I’m going to throw some truthiness at you today. I’m having a “why me?” kind of day. You know those days where you feel like the whole world is against you and everything good is happening to everyone but me. The reality is, is that everyone has horrible days and my life is not bad by any means.

Let’s review my why me’s:

Why am I the only one who ever has to get up sooo early and exercise first thing? [Reality: I actually don’t get up that early (6:50am) and I don’t really exercise as hard as I should be exercising.]

Why am I so puffy and large–I do so much and everyone else is skinnier than me? [Reality: I ate almost a whole pumpkin pie this weekend. I haven’t worked out to my full potential in probably a month. Maybe those are two places to begin with this particular problem.]
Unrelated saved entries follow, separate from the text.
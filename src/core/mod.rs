/// Core Module for dbcli
///
/// Shared infrastructure for the query console: the error type and the
/// database client abstraction with its per-engine adapters.

pub mod db;
pub mod error;

// Re-export commonly used types for convenience
pub use error::{DbcliError, Result};
use super::state::{EditorKey, EditorState};
use crossterm::cursor::{MoveToColumn, MoveUp};
use crossterm::event::{KeyCode, KeyEvent, KeyEventKind, KeyModifiers};
use crossterm::queue;
use crossterm::style::{Print, Stylize};
use crossterm::terminal::{Clear, ClearType};
use std::io::{self, Write};

/// Suggestions shown in the strip before the "+N more" counter
pub const STRIP_LEN: usize = 6;

/// Decodes a terminal key event. Releases and repeats are ignored.
pub fn map_key(event: KeyEvent) -> Option<EditorKey> {
    if event.kind != KeyEventKind::Press {
        return None;
    }
    if event.modifiers.contains(KeyModifiers::CONTROL) {
        return match event.code {
            KeyCode::Char('c') => Some(EditorKey::Interrupt),
            KeyCode::Char('d') => Some(EditorKey::Delete),
            KeyCode::Char('a') => Some(EditorKey::Home),
            KeyCode::Char('e') => Some(EditorKey::End),
            _ => None,
        };
    }
    match event.code {
        KeyCode::Char(c) if !c.is_control() => Some(EditorKey::Char(c)),
        KeyCode::Backspace => Some(EditorKey::Backspace),
        KeyCode::Delete => Some(EditorKey::Delete),
        KeyCode::Left => Some(EditorKey::Left),
        KeyCode::Right => Some(EditorKey::Right),
        KeyCode::Up => Some(EditorKey::Up),
        KeyCode::Down => Some(EditorKey::Down),
        KeyCode::Home => Some(EditorKey::Home),
        KeyCode::End => Some(EditorKey::End),
        KeyCode::Tab => Some(EditorKey::Tab),
        KeyCode::Enter => Some(EditorKey::Enter),
        KeyCode::Esc => Some(EditorKey::Escape),
        _ => None,
    }
}

/// Redraws the input line and, when open, the suggestion strip below it.
///
/// Leaves the terminal cursor on the input line at the editor cursor. The
/// caller flushes.
pub fn render<W: Write>(out: &mut W, prompt: &str, state: &EditorState) -> io::Result<()> {
    let prompt = format!("{} ", prompt);
    queue!(
        out,
        MoveToColumn(0),
        Clear(ClearType::FromCursorDown),
        Print(prompt.as_str().cyan()),
        Print(state.buffer())
    )?;

    if state.overlay_open() && !state.suggestions().is_empty() {
        queue!(out, Print("\r\n"))?;
        let shown = state.suggestions().len().min(STRIP_LEN);
        if state.selected() == Some(0) {
            queue!(out, Print("Tab: complete, ↑↓: navigate: ".dim()))?;
        }
        for (i, suggestion) in state.suggestions().iter().take(shown).enumerate() {
            let label = format!(" {} ", suggestion);
            if state.selected() == Some(i) {
                queue!(out, Print(label.as_str().black().on_cyan()))?;
            } else {
                queue!(out, Print(label.as_str().dim()))?;
            }
            if i + 1 < shown {
                queue!(out, Print(" "))?;
            }
        }
        let hidden = state.suggestions().len() - shown;
        if hidden > 0 {
            queue!(out, Print(format!(" ... +{} more", hidden).dim()))?;
        }
        queue!(out, MoveUp(1))?;
    }

    let column = prompt.chars().count() + state.cursor();
    queue!(out, MoveToColumn(u16::try_from(column).unwrap_or(u16::MAX)))?;
    Ok(())
}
Why does all this awesome stuff happen to everyone but me? [Reality: You have to actually work at achieving your goals and dreams. They don’t just fall into your lap. There’s no such thing as a successful lazy person. Although I would love to be the first.]

Why do I have no money–ever? [Reality: No really, why do I never have money?]

Why is my dog the only dog that ever poops on a scale in public? [Reality: The vet’s office would probably rather poop on the scale than on their hand so I guess that’s actually a good thing.]

This is the reality of my life–I’m always upset about something but I never do anything to fix it. It’s laziness people. It’s a disease. And from this day forward I pledge to face my problems head on and do something about them. Or maybe I’ll just stop complaining. That sounds a lot easier than actually doing something about it.